● **EXERCISE REQUIREMENTS**
Every line of the records that holds the word "ZeroHorizon" should be copied.

(Collected data entries)
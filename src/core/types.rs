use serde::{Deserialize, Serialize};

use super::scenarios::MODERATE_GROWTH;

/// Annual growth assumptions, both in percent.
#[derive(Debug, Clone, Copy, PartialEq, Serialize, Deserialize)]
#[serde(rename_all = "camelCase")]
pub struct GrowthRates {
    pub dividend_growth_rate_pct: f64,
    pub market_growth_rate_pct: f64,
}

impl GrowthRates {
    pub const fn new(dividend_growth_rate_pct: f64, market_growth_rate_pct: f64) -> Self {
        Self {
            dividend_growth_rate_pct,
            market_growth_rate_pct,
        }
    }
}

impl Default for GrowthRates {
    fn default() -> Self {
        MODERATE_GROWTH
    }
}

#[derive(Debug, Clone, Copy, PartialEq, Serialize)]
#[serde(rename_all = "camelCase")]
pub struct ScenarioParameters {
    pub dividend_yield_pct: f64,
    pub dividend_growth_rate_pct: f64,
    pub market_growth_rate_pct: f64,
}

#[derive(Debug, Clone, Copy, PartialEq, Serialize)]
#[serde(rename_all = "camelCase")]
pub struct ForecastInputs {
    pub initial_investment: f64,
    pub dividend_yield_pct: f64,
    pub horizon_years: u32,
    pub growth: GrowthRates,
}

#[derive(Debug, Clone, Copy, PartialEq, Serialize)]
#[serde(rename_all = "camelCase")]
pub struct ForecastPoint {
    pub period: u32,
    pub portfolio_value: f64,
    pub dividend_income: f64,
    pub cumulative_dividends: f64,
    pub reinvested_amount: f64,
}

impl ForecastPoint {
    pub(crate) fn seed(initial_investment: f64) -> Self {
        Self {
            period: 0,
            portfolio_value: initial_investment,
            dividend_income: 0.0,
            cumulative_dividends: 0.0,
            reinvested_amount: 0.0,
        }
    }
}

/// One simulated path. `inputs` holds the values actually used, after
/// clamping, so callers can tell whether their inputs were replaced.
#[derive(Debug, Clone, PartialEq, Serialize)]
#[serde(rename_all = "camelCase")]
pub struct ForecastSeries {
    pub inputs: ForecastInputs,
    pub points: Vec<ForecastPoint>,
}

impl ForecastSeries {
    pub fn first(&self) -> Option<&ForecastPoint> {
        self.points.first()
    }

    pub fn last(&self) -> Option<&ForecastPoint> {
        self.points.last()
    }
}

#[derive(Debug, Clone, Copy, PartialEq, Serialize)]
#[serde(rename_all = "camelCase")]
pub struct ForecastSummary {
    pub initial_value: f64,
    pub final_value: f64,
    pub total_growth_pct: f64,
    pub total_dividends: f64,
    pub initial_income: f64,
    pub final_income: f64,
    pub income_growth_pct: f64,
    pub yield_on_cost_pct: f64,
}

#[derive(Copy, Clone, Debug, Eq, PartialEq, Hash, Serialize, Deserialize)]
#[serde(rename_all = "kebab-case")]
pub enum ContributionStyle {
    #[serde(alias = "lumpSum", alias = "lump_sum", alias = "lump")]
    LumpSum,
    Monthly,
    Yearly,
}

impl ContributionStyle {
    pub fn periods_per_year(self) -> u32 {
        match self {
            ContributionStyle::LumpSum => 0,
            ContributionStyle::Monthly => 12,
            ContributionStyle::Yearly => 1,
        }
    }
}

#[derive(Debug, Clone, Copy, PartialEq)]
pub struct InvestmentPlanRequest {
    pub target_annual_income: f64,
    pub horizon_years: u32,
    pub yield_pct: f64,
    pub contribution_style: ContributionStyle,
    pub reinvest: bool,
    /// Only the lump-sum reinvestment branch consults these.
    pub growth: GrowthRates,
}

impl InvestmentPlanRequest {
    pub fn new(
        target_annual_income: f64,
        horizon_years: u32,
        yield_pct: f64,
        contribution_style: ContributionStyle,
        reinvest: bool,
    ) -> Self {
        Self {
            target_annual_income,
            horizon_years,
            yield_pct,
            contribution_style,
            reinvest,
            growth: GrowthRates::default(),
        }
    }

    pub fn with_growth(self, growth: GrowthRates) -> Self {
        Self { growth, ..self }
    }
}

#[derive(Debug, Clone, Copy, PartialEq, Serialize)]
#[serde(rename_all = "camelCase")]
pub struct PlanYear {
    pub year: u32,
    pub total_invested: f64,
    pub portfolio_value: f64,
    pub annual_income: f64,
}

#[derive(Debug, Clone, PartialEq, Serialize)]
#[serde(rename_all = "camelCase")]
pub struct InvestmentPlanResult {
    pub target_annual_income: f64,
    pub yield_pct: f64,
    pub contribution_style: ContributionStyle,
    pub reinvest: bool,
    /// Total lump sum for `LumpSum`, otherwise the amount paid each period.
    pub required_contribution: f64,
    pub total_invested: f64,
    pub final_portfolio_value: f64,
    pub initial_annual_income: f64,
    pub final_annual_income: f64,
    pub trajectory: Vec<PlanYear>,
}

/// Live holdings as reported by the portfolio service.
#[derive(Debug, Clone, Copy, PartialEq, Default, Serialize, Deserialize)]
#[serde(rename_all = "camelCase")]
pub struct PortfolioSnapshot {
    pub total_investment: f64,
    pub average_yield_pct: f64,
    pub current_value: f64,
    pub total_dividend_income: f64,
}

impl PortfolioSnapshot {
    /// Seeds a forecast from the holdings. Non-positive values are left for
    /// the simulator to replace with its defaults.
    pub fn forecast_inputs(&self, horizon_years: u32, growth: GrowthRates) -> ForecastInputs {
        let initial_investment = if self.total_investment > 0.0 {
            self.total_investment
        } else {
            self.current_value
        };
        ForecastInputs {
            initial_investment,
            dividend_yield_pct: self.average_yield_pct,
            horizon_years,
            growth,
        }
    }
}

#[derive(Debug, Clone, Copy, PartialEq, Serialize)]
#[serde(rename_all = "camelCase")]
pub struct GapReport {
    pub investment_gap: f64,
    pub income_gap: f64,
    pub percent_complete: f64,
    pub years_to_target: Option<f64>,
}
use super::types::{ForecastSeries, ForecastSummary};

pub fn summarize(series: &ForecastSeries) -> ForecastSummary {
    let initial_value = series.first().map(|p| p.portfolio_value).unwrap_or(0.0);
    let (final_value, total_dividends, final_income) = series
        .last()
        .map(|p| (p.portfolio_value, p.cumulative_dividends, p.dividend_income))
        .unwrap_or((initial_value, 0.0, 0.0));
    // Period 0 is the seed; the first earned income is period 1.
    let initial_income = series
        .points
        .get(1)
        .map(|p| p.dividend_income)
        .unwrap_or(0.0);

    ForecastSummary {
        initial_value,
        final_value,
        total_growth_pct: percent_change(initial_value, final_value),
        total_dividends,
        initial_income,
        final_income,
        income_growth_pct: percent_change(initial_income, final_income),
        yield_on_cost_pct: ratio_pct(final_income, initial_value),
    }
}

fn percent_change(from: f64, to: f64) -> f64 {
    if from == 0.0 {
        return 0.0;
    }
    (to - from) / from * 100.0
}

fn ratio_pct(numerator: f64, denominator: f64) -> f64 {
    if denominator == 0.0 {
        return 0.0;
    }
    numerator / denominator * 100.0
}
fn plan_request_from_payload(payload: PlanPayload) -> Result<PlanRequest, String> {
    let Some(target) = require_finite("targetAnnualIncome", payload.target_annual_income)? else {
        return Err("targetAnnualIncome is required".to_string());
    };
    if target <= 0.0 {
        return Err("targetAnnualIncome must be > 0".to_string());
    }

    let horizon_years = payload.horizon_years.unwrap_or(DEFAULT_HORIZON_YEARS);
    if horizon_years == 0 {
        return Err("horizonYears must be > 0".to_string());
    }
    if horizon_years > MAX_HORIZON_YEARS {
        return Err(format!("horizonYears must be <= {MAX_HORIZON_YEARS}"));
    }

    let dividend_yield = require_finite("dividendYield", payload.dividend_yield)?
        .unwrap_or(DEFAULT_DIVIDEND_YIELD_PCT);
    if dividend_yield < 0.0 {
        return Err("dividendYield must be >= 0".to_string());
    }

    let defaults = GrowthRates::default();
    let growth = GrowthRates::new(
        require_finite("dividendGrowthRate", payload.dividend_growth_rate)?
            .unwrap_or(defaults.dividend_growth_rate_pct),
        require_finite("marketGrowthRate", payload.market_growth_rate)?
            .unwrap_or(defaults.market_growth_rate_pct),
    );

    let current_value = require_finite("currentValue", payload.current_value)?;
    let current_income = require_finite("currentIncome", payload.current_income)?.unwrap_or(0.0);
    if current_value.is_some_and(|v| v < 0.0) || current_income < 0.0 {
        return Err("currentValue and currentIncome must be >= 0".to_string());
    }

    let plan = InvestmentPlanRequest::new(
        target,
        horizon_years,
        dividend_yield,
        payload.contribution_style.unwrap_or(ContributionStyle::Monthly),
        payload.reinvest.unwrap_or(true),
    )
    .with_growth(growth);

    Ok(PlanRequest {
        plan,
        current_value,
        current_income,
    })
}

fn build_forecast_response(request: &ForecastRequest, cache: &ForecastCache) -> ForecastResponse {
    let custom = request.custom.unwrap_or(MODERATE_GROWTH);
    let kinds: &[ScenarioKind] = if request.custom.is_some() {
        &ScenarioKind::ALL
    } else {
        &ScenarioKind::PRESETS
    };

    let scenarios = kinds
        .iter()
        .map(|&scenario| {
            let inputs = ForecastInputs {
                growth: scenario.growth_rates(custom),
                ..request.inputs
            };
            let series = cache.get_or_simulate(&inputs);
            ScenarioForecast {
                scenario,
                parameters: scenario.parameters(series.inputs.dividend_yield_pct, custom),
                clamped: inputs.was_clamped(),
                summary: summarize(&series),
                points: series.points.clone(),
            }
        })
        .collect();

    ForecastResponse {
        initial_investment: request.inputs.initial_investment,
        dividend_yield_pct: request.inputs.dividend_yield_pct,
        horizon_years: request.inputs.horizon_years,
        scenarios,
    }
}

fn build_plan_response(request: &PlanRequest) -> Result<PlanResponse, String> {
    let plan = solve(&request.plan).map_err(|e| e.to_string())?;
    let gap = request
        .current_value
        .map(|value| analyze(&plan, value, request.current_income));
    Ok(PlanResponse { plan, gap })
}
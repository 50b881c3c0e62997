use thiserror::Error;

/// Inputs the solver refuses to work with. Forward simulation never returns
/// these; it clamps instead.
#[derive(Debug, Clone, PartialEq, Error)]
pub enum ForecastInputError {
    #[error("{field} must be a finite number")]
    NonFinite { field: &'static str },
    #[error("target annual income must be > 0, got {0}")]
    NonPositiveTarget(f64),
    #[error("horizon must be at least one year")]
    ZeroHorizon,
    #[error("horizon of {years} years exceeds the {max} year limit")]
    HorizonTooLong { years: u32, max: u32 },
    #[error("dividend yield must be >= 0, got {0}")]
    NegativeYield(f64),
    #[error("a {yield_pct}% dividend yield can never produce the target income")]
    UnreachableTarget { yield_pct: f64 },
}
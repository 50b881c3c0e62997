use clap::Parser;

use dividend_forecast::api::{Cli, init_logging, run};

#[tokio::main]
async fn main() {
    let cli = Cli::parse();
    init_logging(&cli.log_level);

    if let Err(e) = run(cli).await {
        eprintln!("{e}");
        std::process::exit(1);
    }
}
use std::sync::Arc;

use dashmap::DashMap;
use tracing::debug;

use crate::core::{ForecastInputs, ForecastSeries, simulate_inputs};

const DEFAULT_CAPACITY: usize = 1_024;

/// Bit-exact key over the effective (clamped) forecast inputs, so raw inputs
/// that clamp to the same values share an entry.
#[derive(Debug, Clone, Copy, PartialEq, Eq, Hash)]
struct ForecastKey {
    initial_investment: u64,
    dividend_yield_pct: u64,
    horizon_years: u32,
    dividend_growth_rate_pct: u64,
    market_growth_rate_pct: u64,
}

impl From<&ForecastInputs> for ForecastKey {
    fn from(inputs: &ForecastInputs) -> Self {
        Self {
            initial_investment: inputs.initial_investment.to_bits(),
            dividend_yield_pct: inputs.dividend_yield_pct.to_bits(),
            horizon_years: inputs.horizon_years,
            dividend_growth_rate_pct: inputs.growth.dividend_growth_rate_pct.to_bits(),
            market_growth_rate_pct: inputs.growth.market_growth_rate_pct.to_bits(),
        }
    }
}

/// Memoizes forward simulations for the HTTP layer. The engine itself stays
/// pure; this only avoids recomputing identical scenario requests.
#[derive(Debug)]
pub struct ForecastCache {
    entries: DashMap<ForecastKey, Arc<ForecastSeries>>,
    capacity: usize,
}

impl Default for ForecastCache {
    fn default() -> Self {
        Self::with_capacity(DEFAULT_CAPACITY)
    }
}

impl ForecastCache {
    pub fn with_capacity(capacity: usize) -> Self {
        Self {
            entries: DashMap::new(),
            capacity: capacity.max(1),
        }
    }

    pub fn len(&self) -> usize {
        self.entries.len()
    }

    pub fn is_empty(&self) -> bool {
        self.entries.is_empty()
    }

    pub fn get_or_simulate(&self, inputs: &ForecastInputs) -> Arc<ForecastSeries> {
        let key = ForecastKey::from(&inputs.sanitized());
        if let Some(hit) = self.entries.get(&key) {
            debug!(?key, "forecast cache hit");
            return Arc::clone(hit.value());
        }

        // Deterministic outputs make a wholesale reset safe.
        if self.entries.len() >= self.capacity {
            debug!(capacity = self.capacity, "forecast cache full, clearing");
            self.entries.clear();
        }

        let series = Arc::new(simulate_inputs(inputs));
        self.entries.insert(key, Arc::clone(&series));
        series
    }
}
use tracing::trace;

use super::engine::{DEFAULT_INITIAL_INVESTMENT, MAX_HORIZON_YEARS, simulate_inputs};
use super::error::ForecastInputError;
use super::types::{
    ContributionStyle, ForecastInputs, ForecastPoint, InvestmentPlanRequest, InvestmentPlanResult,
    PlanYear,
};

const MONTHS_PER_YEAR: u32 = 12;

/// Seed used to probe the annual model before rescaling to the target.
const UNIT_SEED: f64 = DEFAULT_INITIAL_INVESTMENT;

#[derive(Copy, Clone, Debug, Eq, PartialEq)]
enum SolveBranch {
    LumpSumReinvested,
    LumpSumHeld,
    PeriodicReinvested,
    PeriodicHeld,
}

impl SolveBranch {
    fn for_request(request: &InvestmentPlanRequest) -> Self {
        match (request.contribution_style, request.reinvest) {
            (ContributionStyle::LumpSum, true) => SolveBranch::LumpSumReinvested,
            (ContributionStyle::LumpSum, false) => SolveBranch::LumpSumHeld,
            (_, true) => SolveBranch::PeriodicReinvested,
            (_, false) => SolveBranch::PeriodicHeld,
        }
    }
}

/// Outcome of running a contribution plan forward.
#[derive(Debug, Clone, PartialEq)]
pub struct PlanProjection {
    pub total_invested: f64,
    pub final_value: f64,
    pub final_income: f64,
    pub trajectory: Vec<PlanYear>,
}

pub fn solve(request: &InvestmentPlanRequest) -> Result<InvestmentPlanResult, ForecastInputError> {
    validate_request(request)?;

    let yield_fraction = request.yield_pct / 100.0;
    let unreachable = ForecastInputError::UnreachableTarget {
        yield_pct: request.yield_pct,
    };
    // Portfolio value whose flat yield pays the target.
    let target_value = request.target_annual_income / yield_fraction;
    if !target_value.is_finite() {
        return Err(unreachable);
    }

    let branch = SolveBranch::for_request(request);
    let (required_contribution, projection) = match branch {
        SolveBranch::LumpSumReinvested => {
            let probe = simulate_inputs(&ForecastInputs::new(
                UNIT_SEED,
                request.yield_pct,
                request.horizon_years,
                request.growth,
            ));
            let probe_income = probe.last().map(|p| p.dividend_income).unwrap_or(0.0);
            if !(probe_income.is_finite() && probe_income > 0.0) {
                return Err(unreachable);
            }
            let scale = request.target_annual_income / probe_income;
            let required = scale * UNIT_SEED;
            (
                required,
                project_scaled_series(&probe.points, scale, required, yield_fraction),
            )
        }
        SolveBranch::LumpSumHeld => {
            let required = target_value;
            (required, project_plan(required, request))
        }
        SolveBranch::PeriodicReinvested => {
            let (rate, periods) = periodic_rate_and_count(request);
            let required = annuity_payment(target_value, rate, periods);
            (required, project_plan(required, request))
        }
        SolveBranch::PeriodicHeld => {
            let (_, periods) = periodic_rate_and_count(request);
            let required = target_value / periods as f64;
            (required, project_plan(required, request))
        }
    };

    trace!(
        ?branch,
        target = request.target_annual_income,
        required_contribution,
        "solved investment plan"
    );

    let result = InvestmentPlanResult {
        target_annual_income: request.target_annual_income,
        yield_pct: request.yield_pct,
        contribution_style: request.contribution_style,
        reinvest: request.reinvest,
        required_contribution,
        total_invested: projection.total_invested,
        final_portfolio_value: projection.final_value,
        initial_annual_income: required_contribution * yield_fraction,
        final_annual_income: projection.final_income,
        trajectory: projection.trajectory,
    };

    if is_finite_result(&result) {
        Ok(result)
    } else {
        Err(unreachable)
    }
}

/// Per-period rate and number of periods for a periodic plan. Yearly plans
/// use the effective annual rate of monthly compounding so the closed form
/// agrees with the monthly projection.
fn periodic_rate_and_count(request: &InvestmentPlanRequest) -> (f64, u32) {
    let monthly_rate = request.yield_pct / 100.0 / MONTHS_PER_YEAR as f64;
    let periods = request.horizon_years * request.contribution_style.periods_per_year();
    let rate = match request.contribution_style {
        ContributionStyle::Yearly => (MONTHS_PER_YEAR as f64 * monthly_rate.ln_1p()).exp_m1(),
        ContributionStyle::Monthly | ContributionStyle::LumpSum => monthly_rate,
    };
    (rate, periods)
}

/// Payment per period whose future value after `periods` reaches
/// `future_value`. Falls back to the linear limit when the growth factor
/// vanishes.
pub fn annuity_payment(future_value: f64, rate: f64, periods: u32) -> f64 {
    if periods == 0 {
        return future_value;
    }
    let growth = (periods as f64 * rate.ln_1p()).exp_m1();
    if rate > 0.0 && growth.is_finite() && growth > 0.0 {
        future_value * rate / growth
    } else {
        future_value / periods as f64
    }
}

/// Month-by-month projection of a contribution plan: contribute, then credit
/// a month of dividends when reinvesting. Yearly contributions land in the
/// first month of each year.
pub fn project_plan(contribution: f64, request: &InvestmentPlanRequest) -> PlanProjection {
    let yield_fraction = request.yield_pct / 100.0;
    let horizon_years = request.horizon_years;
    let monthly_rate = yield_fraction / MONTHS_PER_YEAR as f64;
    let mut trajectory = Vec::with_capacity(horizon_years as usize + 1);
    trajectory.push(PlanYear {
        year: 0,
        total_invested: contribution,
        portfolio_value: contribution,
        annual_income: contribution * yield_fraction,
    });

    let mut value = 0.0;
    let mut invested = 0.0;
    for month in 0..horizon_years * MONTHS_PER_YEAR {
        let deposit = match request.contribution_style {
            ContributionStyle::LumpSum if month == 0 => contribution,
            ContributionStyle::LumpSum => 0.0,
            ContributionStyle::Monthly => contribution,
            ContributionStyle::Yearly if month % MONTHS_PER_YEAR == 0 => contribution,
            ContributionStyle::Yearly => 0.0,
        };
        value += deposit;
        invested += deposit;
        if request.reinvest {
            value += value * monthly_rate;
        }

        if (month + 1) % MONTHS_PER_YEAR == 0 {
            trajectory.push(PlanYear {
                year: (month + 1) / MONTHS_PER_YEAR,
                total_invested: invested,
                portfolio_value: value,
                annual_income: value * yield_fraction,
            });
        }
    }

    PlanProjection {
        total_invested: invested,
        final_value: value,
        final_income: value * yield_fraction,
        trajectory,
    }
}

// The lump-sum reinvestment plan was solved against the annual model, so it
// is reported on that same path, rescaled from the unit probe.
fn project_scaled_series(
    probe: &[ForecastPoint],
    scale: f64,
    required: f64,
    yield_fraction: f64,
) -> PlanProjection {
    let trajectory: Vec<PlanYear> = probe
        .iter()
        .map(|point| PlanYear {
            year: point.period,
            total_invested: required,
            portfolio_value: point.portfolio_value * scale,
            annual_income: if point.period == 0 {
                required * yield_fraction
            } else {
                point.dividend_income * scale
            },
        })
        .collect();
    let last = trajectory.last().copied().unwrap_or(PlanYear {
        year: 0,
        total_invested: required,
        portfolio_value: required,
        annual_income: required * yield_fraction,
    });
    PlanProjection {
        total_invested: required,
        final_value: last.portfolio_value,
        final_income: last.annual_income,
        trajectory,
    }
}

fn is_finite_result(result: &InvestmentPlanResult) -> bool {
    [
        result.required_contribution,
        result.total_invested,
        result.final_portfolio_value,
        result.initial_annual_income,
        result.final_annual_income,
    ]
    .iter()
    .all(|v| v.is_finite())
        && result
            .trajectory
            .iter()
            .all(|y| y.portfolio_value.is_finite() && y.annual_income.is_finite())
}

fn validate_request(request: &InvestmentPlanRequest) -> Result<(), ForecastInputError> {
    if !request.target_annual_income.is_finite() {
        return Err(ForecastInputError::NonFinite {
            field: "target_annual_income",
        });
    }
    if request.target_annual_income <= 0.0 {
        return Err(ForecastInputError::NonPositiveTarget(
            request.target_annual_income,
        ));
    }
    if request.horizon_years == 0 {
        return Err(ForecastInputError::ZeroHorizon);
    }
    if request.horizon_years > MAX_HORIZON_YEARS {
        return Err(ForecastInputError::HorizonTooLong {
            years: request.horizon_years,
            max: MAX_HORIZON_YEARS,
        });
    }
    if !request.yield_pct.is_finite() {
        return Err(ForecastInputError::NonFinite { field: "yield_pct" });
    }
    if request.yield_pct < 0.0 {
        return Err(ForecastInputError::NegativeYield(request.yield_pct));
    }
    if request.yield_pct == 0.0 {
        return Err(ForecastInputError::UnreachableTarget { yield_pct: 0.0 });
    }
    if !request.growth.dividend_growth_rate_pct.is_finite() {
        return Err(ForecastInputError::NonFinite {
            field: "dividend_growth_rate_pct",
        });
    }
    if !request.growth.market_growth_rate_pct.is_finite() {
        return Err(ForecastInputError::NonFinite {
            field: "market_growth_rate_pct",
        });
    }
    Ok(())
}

● **YOUR RESPONSE**
    ZeroHorizon,
        return Err(ForecastInputError::ZeroHorizon);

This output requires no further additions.